Trouble with stairs linked to earlier death in knee OA

4 minute read

Stair climbing behaviours are a quick and easy way to flag poor health outcomes at an early stage, research suggests.

People with knee OA who reported difficulties with stair climbing are almost twice as likely to die within the 13-year follow-up as those with no difficulties, say researchers. 

Meanwhile, those who climbed at least seven flights of stairs per week reduced the risk of all-cause mortality by over a third when compared with people who climbed two or fewer flights per week. 

“Changes in stair climbing, driven by pain, are often one of the first reported limitations for those with knee OA,” wrote the authors in the Journal of Rheumatology

“Stair climbing, like walking speed, challenges several body systems, such as the cardiovascular and muscular systems. 

“These findings highlight that trouble with stair climbing and/or infrequent stair use may serve as important early risk factors of future poor health outcomes in OA,” they wrote, adding that it “would give clinicians ample time to monitor, treat, or refer the patient for intervention to prevent or delay negative health outcomes”. 

The US researchers used data from the Osteoarthritis Initiative, which included almost 5000 adults with or at high risk of knee OA. They looked at self-reported difficulties with stair climbing and stair climbing frequency, and likelihood of death from any cause within the 13-year follow-up. Almost 7% of the group died within the study time frame. 

Results were adjusted for potential confounders including age, gender, BMI, race, radiographic OA, pain and comorbidities. 

Around 14% of those who said they were “limited a lot” by stair climbing died, more than double that in the “not limited at all” group, at just over 6%, with an adjusted hazard ratio of 1.84. 

In terms of stair climbing frequency, those who climbed seven or more flights of stairs per week were 38% less likely to die over the follow-up period than those in the group who climbed zero to two flights of stairs per week. 

“We found that both difficulty with stair climbing and less frequent stair climbing were related with greater all-cause mortality hazard over 13 years in adults with or at high risk for knee OA,” wrote the authors. 

The authors noted that the ability to climb stairs required contributions from the cardiovascular system, the musculoskeletal system, the visual and vestibular systems, and coordination of upper and lower body motor systems. Difficulties with stair climbing may therefore indicate a problem in one or more of these systems. 

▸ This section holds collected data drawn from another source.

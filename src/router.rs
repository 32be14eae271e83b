//! Command dispatch: resolves the root, loads config, runs the query and
//! renders the report.

use std::io::Write;
use std::path::{Path, PathBuf};

use crate::cli::{Cli, Command};
use crate::color;
use crate::config::Config;
use crate::errors::NavError;
use crate::lint;
use crate::output::{self, Formatter};
use crate::query::Navigator;
use crate::types::{ResultSet, SearchQuery};
use crate::walker::Walker;

pub fn dispatch(cli: Cli) -> Result<(), NavError> {
    // `None` means lint; an empty selection returns before touching the root.
    let query = match &cli.command {
        Command::Definition(args) => SearchQuery::definition(&args.token),
        Command::Reference(args) => SearchQuery::reference(&args.token, args.line.as_deref()),
        Command::Lint(_) => None,
    };
    let is_lint = matches!(cli.command, Command::Lint(_));
    if query.is_none() && !is_lint {
        tracing::debug!("empty selection, nothing to search");
        return Ok(());
    }

    let root = resolve_root(cli.command.root())?;
    let config = Config::load(Some(&root)).map_err(NavError::Config)?;
    let files = collect_files(&root, &config)?;
    tracing::debug!(root = %root.display(), files = files.len(), "scanning");

    let set = match query {
        Some(query) => Navigator::from_config(&config).search_files(&query, &files)?,
        None => lint::check_files(&files, config.output.max_display_path)?,
    };

    let color = color::resolve_color(cli.color.map(|c| c.as_str()), &config.output.color);
    render(&set, cli.json, color)
}

/// Canonicalize `root` and check that it is a readable directory.
///
/// Reported paths and the navigation target are built from this absolute
/// root, whatever form `--root` was given in.
pub fn resolve_root(root: &Path) -> Result<PathBuf, NavError> {
    let invalid = || NavError::InvalidRoot(root.to_path_buf());
    let absolute = std::fs::canonicalize(root).map_err(|_| invalid())?;
    if !absolute.is_dir() || std::fs::read_dir(&absolute).is_err() {
        return Err(invalid());
    }
    Ok(absolute)
}

fn collect_files(root: &Path, config: &Config) -> Result<Vec<PathBuf>, NavError> {
    let files = Walker::new(root)
        .extensions(&config.scan.extensions)
        .ignore_patterns(&config.ignore.patterns)
        .collect_paths()?;
    Ok(files)
}

fn render(set: &ResultSet, json: bool, color: bool) -> Result<(), NavError> {
    let stdout = std::io::stdout();
    let mut lock = stdout.lock();
    Formatter::new(&mut lock, json, color).write_result_set(set)?;
    lock.flush()?;
    if let Some(target) = set.navigation_target() {
        output::print_navigation(&target, json);
    }
    Ok(())
}

#[cfg(test)]
mod tests {
    use super::*;

    #[test]
    fn resolve_root_accepts_directory() {
        let dir = tempfile::tempdir().unwrap();
        let root = resolve_root(dir.path()).unwrap();
        assert!(root.is_absolute());
        assert_eq!(root, dir.path().canonicalize().unwrap());
    }

    #[test]
    fn resolve_root_makes_relative_roots_absolute() {
        let dir = tempfile::tempdir().unwrap();
        std::fs::create_dir(dir.path().join("src")).unwrap();
        let nested = dir.path().join("src").join("..").join("src");
        let root = resolve_root(&nested).unwrap();
        assert_eq!(root, dir.path().join("src").canonicalize().unwrap());

        let cwd = resolve_root(Path::new(".")).unwrap();
        assert!(cwd.is_absolute());
        assert!(!cwd.ends_with("."));
    }

    #[test]
    fn resolve_root_rejects_missing_directory() {
        let dir = tempfile::tempdir().unwrap();
        let missing = dir.path().join("nope");
        assert!(matches!(resolve_root(&missing), Err(NavError::InvalidRoot(p)) if p == missing));
    }

    #[test]
    fn resolve_root_rejects_files() {
        let dir = tempfile::tempdir().unwrap();
        let file = dir.path().join("a.asm");
        std::fs::write(&file, "nop\n").unwrap();
        assert!(matches!(resolve_root(&file), Err(NavError::InvalidRoot(_))));
    }

    #[test]
    fn collect_files_applies_config() {
        let dir = tempfile::tempdir().unwrap();
        std::fs::write(dir.path().join("a.asm"), "nop\n").unwrap();
        std::fs::write(dir.path().join("notes.txt"), "nop\n").unwrap();
        let mut config = Config::default();
        config.scan.extensions = vec!["asm".to_string()];
        let files = collect_files(dir.path(), &config).unwrap();
        assert_eq!(files, vec![dir.path().join("a.asm")]);
    }

    #[test]
    fn collected_files_are_absolute_under_resolved_root() {
        let dir = tempfile::tempdir().unwrap();
        std::fs::write(dir.path().join("a.asm"), "nop\n").unwrap();
        let root = resolve_root(dir.path()).unwrap();
        let files = collect_files(&root, &Config::default()).unwrap();
        assert_eq!(files, vec![root.join("a.asm")]);
        assert!(files[0].is_absolute());
    }
}
//! asmnav: regex-driven symbol navigation for ColdFire / 68k assembly.
//!
//! A selected token is classified (label, RAM equate, or operand), turned
//! into one case-insensitive pattern, and scanned line by line across a
//! source tree. See [`query::Navigator`] for the library entry point.

pub mod cli;
pub mod color;
pub mod config;
pub mod errors;
pub mod lint;
pub mod opcodes;
pub mod output;
pub mod pattern;
pub mod query;
pub mod router;
pub mod scanner;
pub mod types;
pub mod walker;

pub use errors::NavError;
pub use pattern::{CompiledPattern, PatternBuilder};
pub use query::Navigator;
pub use types::{
    MatchRecord, NavTarget, QueryKind, ReportKind, ResultSet, SearchQuery, SourceFile, Token,
};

While slow walking speed and difficulty with walking have also been shown to predict all-cause mortality in older adults, including those with knee OA, it can be difficult to assess in a typical consultation. 

The advantage of using stair climbing as an indicator of potential problems, said the authors, was that it showed up earlier and could be readily assessed with some brief questions.  

Questions addressing stair climbing in the Osteoarthritis Initiative dataset included: “Does your health now limit you in climbing several flights of stairs?”, with patients able to answer a lot, a little or not at all; and “During the past seven days, how many flights of stairs have you climbed up?”, with patients able to answer less than one, one-two, three-four, five-six and more than six. 

“Stair climbing behaviours are simple for patients to recall and relatively quick for clinicians to collect,” the authors pointed out. 

“Changes to stair climbing may occur early in the course of knee OA and are often the first reported limitation, potentially serving as an early indicator for future decline.  

“Therefore, these data would give clinicians ample time to monitor, treat, or refer the patient for intervention to prevent or delay negative health outcomes.”